FMI : les projections sont encore plus alarmantes

Il n'y a jamais eu une telle crise économique

Dans son rapport "Perspectives de l'économie mondiale", le Fonds monétaire international revoit ses prévisions d'avril et s'alarme un peu plus. La crise est terrible et ce sont les ménages les plus pauvres qui en souffriront le plus.

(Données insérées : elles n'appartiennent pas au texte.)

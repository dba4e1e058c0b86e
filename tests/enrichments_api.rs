/// Enriched information attached to prospects.
mod common;

use axum::http::StatusCode;
use common::*;
use serde_json::json;

#[tokio::test]
async fn enrichment_lifecycle() {
    let app = spawn_app().await;
    let prospect = app.create_prospect(ALICE_TOKEN, json!({"nom": "ACME"})).await;
    let base = format!("/api/prospects/{}/enrichments", prospect["id"].as_str().unwrap());

    let (status, body) = app
        .post(
            &base,
            ALICE_TOKEN,
            json!({"rapport_markdown": "# Rapport", "audit_seo": {"score": 55}}),
        )
        .await;
    assert_eq!(status, StatusCode::CREATED);
    let first = body["data"].clone();
    assert_eq!(first["id_prospect"], prospect["id"]);
    assert_eq!(first["audit_seo"]["score"], 55);

    // audit_seo defaults to an empty object
    let (_, body) = app.post(&base, ALICE_TOKEN, json!({})).await;
    let second = body["data"].clone();
    assert_eq!(second["audit_seo"], json!({}));
    assert!(second["rapport_markdown"].is_null());

    let (status, body) = app.get(&base, ALICE_TOKEN).await;
    assert_eq!(status, StatusCode::OK);
    let ids: Vec<i64> = body["data"]
        .as_array()
        .unwrap()
        .iter()
        .map(|e| e["id"].as_i64().unwrap())
        .collect();
    assert_eq!(ids, vec![second["id"].as_i64().unwrap(), first["id"].as_i64().unwrap()]);

    let uri = format!("/api/enrichments/{}", first["id"]);
    let (status, body) = app
        .put(&uri, ALICE_TOKEN, json!({"rapport_markdown": null}))
        .await;
    assert_eq!(status, StatusCode::OK);
    assert!(body["data"]["rapport_markdown"].is_null());
    assert_eq!(body["data"]["audit_seo"]["score"], 55);

    let (status, body) = app.delete(&uri, ALICE_TOKEN).await;
    assert_eq!(status, StatusCode::OK);
    assert_eq!(body["data"]["message"], "Enrichment deleted successfully");

    let (_, body) = app.get(&base, ALICE_TOKEN).await;
    assert_eq!(body["data"].as_array().unwrap().len(), 1);
}

#[tokio::test]
async fn enrichments_follow_prospect_ownership() {
    let app = spawn_app().await;
    let prospect = app.create_prospect(ALICE_TOKEN, json!({"nom": "ACME"})).await;
    let base = format!("/api/prospects/{}/enrichments", prospect["id"].as_str().unwrap());
    let (_, body) = app
        .post(&base, ALICE_TOKEN, json!({"rapport_markdown": "privé"}))
        .await;
    let uri = format!("/api/enrichments/{}", body["data"]["id"]);

    let (status, body) = app.get(&base, BOB_TOKEN).await;
    assert_eq!(status, StatusCode::NOT_FOUND);
    assert_eq!(error_code(&body), "NOT_FOUND");

    let (status, _) = app.post(&base, BOB_TOKEN, json!({})).await;
    assert_eq!(status, StatusCode::NOT_FOUND);

    let (status, _) = app
        .put(&uri, BOB_TOKEN, json!({"rapport_markdown": "volé"}))
        .await;
    assert_eq!(status, StatusCode::NOT_FOUND);

    // Foreign delete is a no-op
    app.delete(&uri, BOB_TOKEN).await;
    let (_, body) = app.get(&base, ALICE_TOKEN).await;
    assert_eq!(body["data"][0]["rapport_markdown"], "privé");
}

#[tokio::test]
async fn deleting_a_prospect_removes_its_enrichments() {
    let app = spawn_app().await;
    let prospect = app.create_prospect(ALICE_TOKEN, json!({"nom": "ACME"})).await;
    let id = prospect["id"].as_str().unwrap();
    let base = format!("/api/prospects/{}/enrichments", id);
    let (_, body) = app.post(&base, ALICE_TOKEN, json!({})).await;
    let enrichment_uri = format!("/api/enrichments/{}", body["data"]["id"]);

    app.delete(&format!("/api/prospects/{}", id), ALICE_TOKEN).await;

    let (status, _) = app
        .put(&enrichment_uri, ALICE_TOKEN, json!({"audit_seo": {}}))
        .await;
    assert_eq!(status, StatusCode::NOT_FOUND);
}

#[tokio::test]
async fn malformed_enrichment_id_is_not_found() {
    let app = spawn_app().await;

    let (status, body) = app
        .put("/api/enrichments/abc", ALICE_TOKEN, json!({}))
        .await;

    assert_eq!(status, StatusCode::NOT_FOUND);
    assert_eq!(error_code(&body), "NOT_FOUND");
}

Prévisions économiques du FMI pour le monde (Juin 2020) - Copie d'écran

L'introduction du rapport publié le 24 juin par le Fonds est aussi clair que désespérant : « Selon les projections, le PIB mondial devrait se contracter de 4,9 % en 2020, c’est-à-dire de 1,9 points de pourcentage de plus que ce qui était prévu dans les Perspectives de l’économie mondiale (PEM) d’avril 2020. La pandémie de COVID-19 a eu un impact négatif plus important que prévu sur l’activité au cours du premier semestre 2020, et la reprise devrait être plus progressive que ce à quoi on s’attendait. En 2021, la croissance mondiale devrait atteindre 5,4 %. Globalement, le PIB de 2021 devrait donc se retrouver quelque 6½ points de pourcentage au-dessous du niveau envisagé par les projections établies en janvier 2020, avant la pandémie de COVID-19. L’impact négatif sur les ménages à bas revenus est particulièrement sévère, et pourrait compromettre les progrès considérables qui ont été accomplis en matière de réduction de l’extrême pauvreté dans le monde depuis les années 90 ».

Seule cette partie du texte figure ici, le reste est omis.